## [Problem statement]
Find the lines below holding the word "deletion" and copy each of them.

──────── Material supplied ────────

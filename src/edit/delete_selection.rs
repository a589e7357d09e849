//! Deleting the selected content of a model.
//!
//! [`delete_selection`] first removes an expanded selection, leaving a
//! collapsed marker at the insert point, then runs the extra steps in order
//! for as long as nothing has been deleted yet.

use crate::editor::{DeletedEntity, FormatContext};
use crate::model::{
    Block, BlockPath, ContentModelDocument, Entity, GroupStep, Paragraph, SegmentFormat,
    SelectedItem, Segment, collect_selection, find_selection_marker, is_collapsed, visit_blocks,
};
use crate::plugin::EntityOperation;

/// What a deletion did.
#[derive(Clone, Copy, Debug, Default, PartialEq, Eq, Hash)]
pub enum DeleteResult {
    #[default]
    NotDeleted,
    /// One character or one inline segment next to the caret.
    SingleChar,
    /// A selection, a word, a block, or a paragraph boundary.
    Range,
}

/// Where the collapsed caret sits: a paragraph and the index of its marker.
#[derive(Clone, Debug, PartialEq, Eq)]
pub struct InsertPoint {
    pub path: BlockPath,
    pub marker_index: usize,
}

/// State shared by the steps of one deletion.
#[derive(Debug)]
pub struct DeleteSelectionContext<'a> {
    pub model: &'a mut ContentModelDocument,
    pub insert_point: Option<InsertPoint>,
    pub delete_result: DeleteResult,
    pub deleted_entities: Vec<DeletedEntity>,
}

impl DeleteSelectionContext<'_> {
    /// Record an entity removed with `operation`.
    pub fn delete_entity(&mut self, entity: Entity, operation: EntityOperation) {
        self.deleted_entities.push(DeletedEntity { entity, operation });
    }

    /// Paragraph of the insert point.
    pub fn paragraph_mut(&mut self) -> Option<&mut Paragraph> {
        let path = self.insert_point.as_ref()?.path.clone();
        self.model.paragraph_mut(&path)
    }

    /// Re-read the marker index after segments around it changed.
    pub fn refresh_marker(&mut self) {
        let index = self
            .insert_point
            .as_ref()
            .and_then(|point| self.model.paragraph(&point.path))
            .and_then(Paragraph::marker_index);
        match (index, self.insert_point.as_mut()) {
            (Some(index), Some(point)) => point.marker_index = index,
            (None, _) => self.insert_point = None,
            _ => {}
        }
    }
}

/// One step of a deletion pipeline.
pub type DeleteSelectionStep = fn(&mut DeleteSelectionContext<'_>);

/// Outcome of [`delete_selection`].
#[derive(Clone, Debug, PartialEq, Eq)]
pub struct DeleteSelectionResult {
    pub insert_point: Option<InsertPoint>,
    pub delete_result: DeleteResult,
}

/// Delete the selection of `model`, then run `steps`.
///
/// A step only runs while there is an insert point and nothing has been
/// deleted yet; `None` entries are skipped. Removed entities are reported to
/// `format_context`.
pub fn delete_selection(
    model: &mut ContentModelDocument,
    steps: &[Option<DeleteSelectionStep>],
    format_context: Option<&mut FormatContext>,
) -> DeleteSelectionResult {
    let mut context = DeleteSelectionContext {
        model,
        insert_point: None,
        delete_result: DeleteResult::NotDeleted,
        deleted_entities: Vec::new(),
    };
    delete_expanded_selection(&mut context);

    for step in steps.iter().flatten() {
        if context.insert_point.is_none() || context.delete_result != DeleteResult::NotDeleted {
            break;
        }
        step(&mut context);
    }

    if let Some(format_context) = format_context {
        format_context.deleted_entities.append(&mut context.deleted_entities);
    }
    tracing::trace!(result = ?context.delete_result, "selection deleted");
    DeleteSelectionResult {
        insert_point: context.insert_point,
        delete_result: context.delete_result,
    }
}

fn delete_expanded_selection(context: &mut DeleteSelectionContext<'_>) {
    let items = collect_selection(&context.model.blocks);
    if items.is_empty() {
        return;
    }
    if is_collapsed(&context.model.blocks) {
        context.insert_point = find_selection_marker(&context.model.blocks)
            .map(|(path, marker_index)| InsertPoint { path, marker_index });
        return;
    }

    context.model.has_reverted_range_selection = false;
    let deleted = if items.iter().any(|item| matches!(item, SelectedItem::Cell { .. })) {
        delete_selected_cells(context, &items)
    } else {
        delete_range(context, &items)
    };
    if deleted {
        context.delete_result = DeleteResult::Range;
    }
}

/// Remove a range selection: the insert point is where the first selected
/// item was, and what is left of the last selected paragraph joins it.
fn delete_range(context: &mut DeleteSelectionContext<'_>, items: &[SelectedItem]) -> bool {
    let mut deleted = Vec::new();
    let blocks = &mut context.model.blocks;

    let (anchor, anchor_index, marker_format) = match &items[0] {
        SelectedItem::Segments { path, indices } => {
            let format = path
                .paragraph(blocks)
                .and_then(|paragraph| paragraph.segments.get(indices[0]))
                .map(|segment| segment.format().clone())
                .unwrap_or_default();
            (path.clone(), indices[0], format)
        }
        SelectedItem::Block { path } => {
            let Some(block) = path.block_mut(blocks) else {
                return false;
            };
            if let Block::Entity(entity) =
                std::mem::replace(block, Block::Paragraph(Paragraph::new(false)))
            {
                deleted.push(entity);
            }
            (path.clone(), 0, SegmentFormat::default())
        }
        SelectedItem::Cell { .. } => return false,
    };

    let last = items.iter().rev().find_map(|item| match item {
        SelectedItem::Segments { path, .. } => Some(path),
        _ => None,
    });
    let mut tail = Vec::new();
    if let Some(last) = last {
        if *last != anchor && last.table_context() == anchor.table_context() {
            if let Some(paragraph) = last.paragraph_mut(blocks) {
                for segment in paragraph.segments.drain(..) {
                    match segment {
                        Segment::Entity(entity) if entity.is_selected => deleted.push(entity),
                        segment if segment.is_selected() => {}
                        segment => tail.push(segment),
                    }
                }
            }
        }
    }

    for item in items.iter().rev() {
        match item {
            SelectedItem::Segments { path, .. } => {
                let Some(paragraph) = path.paragraph_mut(blocks) else {
                    continue;
                };
                remove_selected_segments(paragraph, &mut deleted);
                if *path != anchor && paragraph.segments.is_empty() {
                    remove_block(blocks, path);
                }
            }
            SelectedItem::Block { path } if *path != anchor => {
                if let Some(Block::Entity(entity)) = remove_block(blocks, path) {
                    deleted.push(entity);
                }
            }
            SelectedItem::Block { .. } | SelectedItem::Cell { .. } => {}
        }
    }

    let Some(paragraph) = anchor.paragraph_mut(blocks) else {
        return false;
    };
    let index = anchor_index.min(paragraph.segments.len());
    paragraph.segments.insert(index, Segment::marker(marker_format));
    paragraph.segments.splice(index + 1..index + 1, tail);

    for entity in deleted {
        context.delete_entity(entity, EntityOperation::Overwrite);
    }
    context.insert_point = Some(InsertPoint {
        path: anchor,
        marker_index: index,
    });
    true
}

/// Empty every selected table cell. The caret goes into the first one.
fn delete_selected_cells(context: &mut DeleteSelectionContext<'_>, items: &[SelectedItem]) -> bool {
    let mut deleted = Vec::new();
    let mut first: Option<BlockPath> = None;
    for item in items {
        let SelectedItem::Cell { table, row, col } = item else {
            continue;
        };
        let Some(Block::Table(block)) = table.block_mut(&mut context.model.blocks) else {
            continue;
        };
        let Some(cell) = block.rows.get_mut(*row).and_then(|r| r.cells.get_mut(*col)) else {
            continue;
        };
        deleted.extend(collect_entities(&cell.blocks));
        let mut segments = vec![Segment::br(SegmentFormat::default())];
        if first.is_none() {
            segments.insert(0, Segment::marker(SegmentFormat::default()));
            let mut groups = table.groups.clone();
            groups.push(GroupStep::Cell {
                block: table.index,
                row: *row,
                col: *col,
            });
            first = Some(BlockPath::new(groups, 0));
        }
        cell.blocks = vec![Block::Paragraph(Paragraph::with_segments(segments))];
        cell.is_selected = false;
    }

    for entity in deleted {
        context.delete_entity(entity, EntityOperation::Overwrite);
    }
    let Some(path) = first else {
        return false;
    };
    context.insert_point = Some(InsertPoint {
        path,
        marker_index: 0,
    });
    true
}

fn remove_selected_segments(paragraph: &mut Paragraph, deleted: &mut Vec<Entity>) {
    let segments = std::mem::take(&mut paragraph.segments);
    for segment in segments {
        match segment {
            Segment::Entity(entity) if entity.is_selected => deleted.push(entity),
            segment if segment.is_selected() => {}
            segment => paragraph.segments.push(segment),
        }
    }
}

/// Remove the block at `path` from its group.
pub(crate) fn remove_block(blocks: &mut Vec<Block>, path: &BlockPath) -> Option<Block> {
    let group = path.group_mut(blocks)?;
    (path.index < group.len()).then(|| group.remove(path.index))
}

/// Entities anywhere in `blocks`, block and inline.
pub(crate) fn collect_entities(blocks: &[Block]) -> Vec<Entity> {
    let mut entities = Vec::new();
    visit_blocks(blocks, &mut |_, block| match block {
        Block::Entity(entity) => entities.push(entity.clone()),
        Block::Paragraph(paragraph) => entities.extend(
            paragraph
                .segments
                .iter()
                .filter_map(Segment::as_entity)
                .cloned(),
        ),
        _ => {}
    });
    entities
}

────────

## [Output for this task]
/// What a deletion did.
/// State shared by the steps of one deletion.
/// One step of a deletion pipeline.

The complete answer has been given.